Loom_001



This is a short extract from a poem that I wrote in the late 1970s. It demonstrates two basic features of my method that remain relevant today, although I scarcely ever write poetry any more. First, the poem was typed. I have always been interested in the passage beyond the self that the engagement with mechanical processes represent. Second, the poem is informed by a strict logical procedure. I wrote one poem, then another one, then interleaved the lines to create the final poem. I can’t remember precisely what led me to this method. I had read William Burroughs’ The Naked Lunch, so perhaps I had picked up on his strategy of cut-up composition. For me it was a way of discovering conjunctions, abrupt breaks and curious affinities that I could never have come up with myself through straightforward linear composition. This logically articulated method became a way of shifting to another imaginative register. Its essential form is that of an algorithm – it constitutes a set of deliberate, neutrally applied steps.

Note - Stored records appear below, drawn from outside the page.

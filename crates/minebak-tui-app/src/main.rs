// Copyright (c) 2025 Geoffrey Huntley <ghuntley@ghuntley.com>. All rights reserved.
// SPDX-License-Identifier: Proprietary

use std::io;
use std::time::Duration;

use anyhow::{Context, Result};
use clap::Parser;
use minebak_backup::{BackupStore, Inventory};
use minebak_cli_config::{load_config_with_cli, resolve_xdg_paths};
use minebak_tui_app::cli::Args;
use minebak_tui_app::headless::{run_backup, run_every};
use minebak_tui_app::logging::init_logging;
use minebak_tui_app::terminal::TerminalGuard;
use minebak_tui_app::{initialize, BootstrapOptions, Host, APP_SELECTOR};
use minebak_tui_core::CrosstermEvents;
use ratatui::backend::CrosstermBackend;

const TICK_RATE: Duration = Duration::from_millis(100);

fn main() -> Result<()> {
	let args = Args::parse();

	let paths = resolve_xdg_paths().context("resolving config paths")?;
	init_logging(&paths.log_file(), args.log_format)?;

	let config_path = args.config_path.clone().unwrap_or_else(|| paths.config_file.clone());
	let config = load_config_with_cli(Some(&config_path), args.overrides())
		.with_context(|| format!("loading {}", config_path.display()))?;
	let backup_root = config.resolved_backup_root()?;

	tracing::info!(
		version = env!("CARGO_PKG_VERSION"),
		config = %config_path.display(),
		backup_root = %backup_root.display(),
		locale = %config.locale,
		"starting minebak"
	);

	if args.run_backup {
		let mut inventory = Inventory::new(config.instance_roots.clone());
		let store = BackupStore::new(&backup_root);
		if let Some(interval) = args.every() {
			tracing::info!(?interval, "running scheduled backups");
			run_every(&mut inventory, &store, interval, |summary| {
				println!(
					"{} created, {} unchanged, {} failed",
					summary.created, summary.unchanged, summary.failed
				);
				true
			});
			return Ok(());
		}
		let summary = run_backup(&mut inventory, &store);
		println!(
			"{} created, {} unchanged, {} failed",
			summary.created, summary.unchanged, summary.failed
		);
		if summary.failed > 0 {
			anyhow::bail!("{} backup(s) failed, see {}", summary.failed, paths.log_file().display());
		}
		return Ok(());
	}

	let options = BootstrapOptions::from_config(&config, Some(config_path), backup_root);

	let mut guard = TerminalGuard::enter().context("preparing terminal")?;
	let result = (|| -> Result<()> {
		let mut host = Host::new(CrosstermBackend::new(io::stdout()))?.with_target(APP_SELECTOR);
		let mut app = initialize(&mut host, options)?;
		app.run(&mut host, &mut CrosstermEvents, TICK_RATE)?;
		Ok(())
	})();
	guard.restore().context("restoring terminal")?;

	if let Err(error) = &result {
		tracing::error!(error = %error, "minebak exited with an error");
	}
	result
}
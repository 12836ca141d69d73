// Copyright (c) 2025 Geoffrey Huntley <ghuntley@ghuntley.com>. All rights reserved.
// SPDX-License-Identifier: Proprietary

use std::io;

use crossterm::{
	terminal::{disable_raw_mode, enable_raw_mode, EnterAlternateScreen, LeaveAlternateScreen},
	ExecutableCommand,
};

/// Raw mode plus the alternate screen, undone on drop.
#[derive(Debug)]
pub struct TerminalGuard {
	active: bool,
}

impl TerminalGuard {
	pub fn enter() -> io::Result<Self> {
		enable_raw_mode()?;
		if let Err(e) = io::stdout().execute(EnterAlternateScreen) {
			let _ = disable_raw_mode();
			return Err(e);
		}
		Ok(Self { active: true })
	}

	pub fn restore(&mut self) -> io::Result<()> {
		if !self.active {
			return Ok(());
		}
		self.active = false;
		disable_raw_mode()?;
		io::stdout().execute(LeaveAlternateScreen)?;
		Ok(())
	}
}

impl Drop for TerminalGuard {
	fn drop(&mut self) {
		if let Err(e) = self.restore() {
			tracing::warn!(error = %e, "failed to restore terminal");
		}
	}
}
// Copyright (c) 2025 Geoffrey Huntley <ghuntley@ghuntley.com>. All rights reserved.
// SPDX-License-Identifier: Proprietary

//! Client-side routing for the MineBak TUI.
//!
//! A route table is a plain ordered list of [`RouteEntry`] records mapping a
//! path to a component reference. The [`Router`] validates the table once,
//! then navigates over a [`History`]. The only history strategy is
//! [`MemoryHistory`]: locations live in memory and never touch the outside
//! world.
//!
//! Paths match after normalization: a trailing `/`, query and fragment are
//! ignored, and matching is case-insensitive.
//!
//! # Example
//!
//! ```
//! use minebak_tui_router::{MemoryHistory, Navigation, RouteEntry, Router};
//!
//! const ROUTES: &[RouteEntry<&str>] = &[
//!     RouteEntry::new("/", "home"),
//!     RouteEntry::new("/about", "about"),
//! ];
//!
//! let mut router = Router::new(MemoryHistory::new(), ROUTES).unwrap();
//! assert_eq!(router.current().unwrap().component, "home");
//!
//! let nav = router.push("/about/").unwrap();
//! assert!(matches!(nav, Navigation::Changed(entry) if entry.component == "about"));
//!
//! assert!(router.push("/missing").is_err());
//! assert_eq!(router.back().unwrap().component, "home");
//! ```

mod error;
mod history;
mod router;
mod table;

pub use error::RouterError;
pub use history::{History, MemoryHistory};
pub use router::{Navigation, Router};
pub use table::{normalize_path, validate_table, RouteEntry};
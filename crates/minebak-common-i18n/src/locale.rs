// Copyright (c) 2025 Geoffrey Huntley <ghuntley@ghuntley.com>. All rights reserved.
// SPDX-License-Identifier: Proprietary

//! Supported locales.

/// Locale the application starts in.
pub const DEFAULT_LOCALE: &str = "zh-cn";

/// Locale consulted when the active one lacks a message.
pub const DEFAULT_FALLBACK_LOCALE: &str = "en-us";

#[derive(Debug, Clone, Copy, PartialEq, Eq)]
pub struct LocaleInfo {
	/// Lowercase BCP-47 style code, e.g. `zh-cn`.
	pub code: &'static str,
	/// Name of the language in the language itself.
	pub native_name: &'static str,
	pub english_name: &'static str,
}

pub const LOCALES: &[LocaleInfo] = &[
	LocaleInfo {
		code: "zh-cn",
		native_name: "简体中文",
		english_name: "Chinese (Simplified)",
	},
	LocaleInfo {
		code: "en-us",
		native_name: "English (US)",
		english_name: "English (US)",
	},
];

pub fn available_locales() -> &'static [LocaleInfo] {
	LOCALES
}

pub fn locale_info(code: &str) -> Option<&'static LocaleInfo> {
	let code = normalize_locale(code);
	LOCALES.iter().find(|info| info.code == code)
}

pub fn is_supported(code: &str) -> bool {
	locale_info(code).is_some()
}

/// Normalize a locale identifier to the catalog form.
///
/// `zh_CN.UTF-8` and `ZH-cn` both become `zh-cn`.
pub fn normalize_locale(code: &str) -> String {
	let code = code.trim();
	let code = code.split(['.', '@']).next().unwrap_or_default();
	code.replace('_', "-").to_lowercase()
}

#[cfg(test)]
mod tests {
	use super::*;

	#[test]
	fn test_default_locales_are_supported() {
		assert!(is_supported(DEFAULT_LOCALE));
		assert!(is_supported(DEFAULT_FALLBACK_LOCALE));
		assert_ne!(DEFAULT_LOCALE, DEFAULT_FALLBACK_LOCALE);
	}

	#[test]
	fn test_normalize_locale() {
		assert_eq!(normalize_locale("zh_CN"), "zh-cn");
		assert_eq!(normalize_locale("en-US"), "en-us");
		assert_eq!(normalize_locale("zh_CN.UTF-8"), "zh-cn");
		assert_eq!(normalize_locale(" en_US@euro "), "en-us");
		assert_eq!(normalize_locale(""), "");
	}

	#[test]
	fn test_locale_info_lookup() {
		let info = locale_info("ZH_cn").unwrap();
		assert_eq!(info.code, "zh-cn");
		assert_eq!(info.native_name, "简体中文");
		assert!(locale_info("fr-fr").is_none());
	}

	#[test]
	fn test_codes_are_unique_and_normalized() {
		for (i, info) in LOCALES.iter().enumerate() {
			assert_eq!(normalize_locale(info.code), info.code);
			assert!(LOCALES[i + 1..].iter().all(|other| other.code != info.code));
		}
	}

	proptest::proptest! {
		#[test]
		fn prop_normalize_is_idempotent(code in "[a-zA-Z_-]{0,12}") {
			let once = normalize_locale(&code);
			proptest::prop_assert_eq!(normalize_locale(&once), once);
		}
	}
}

Here then, well before my initial engagement with computers, a fundamental interest in mechanical mediation and the poetic potential of impersonal procedure is evident. My aim is not to lay claim to any dimension of prescience or originality. The interest in mechanism and algorithmic procedure is clearly a common trope within modernist avant-garde practice. Rather my aim is to suggest that computation is only a particular form of a more general space of creative inquiry. Why is this significant? Because it indicates that a concern with mechanical agency and algorithmic process is not specific to computational digital media. However much the computer facilitates a literal engagement with machine processes and algorithmic composition, it is informed by a wider cultural imaginary.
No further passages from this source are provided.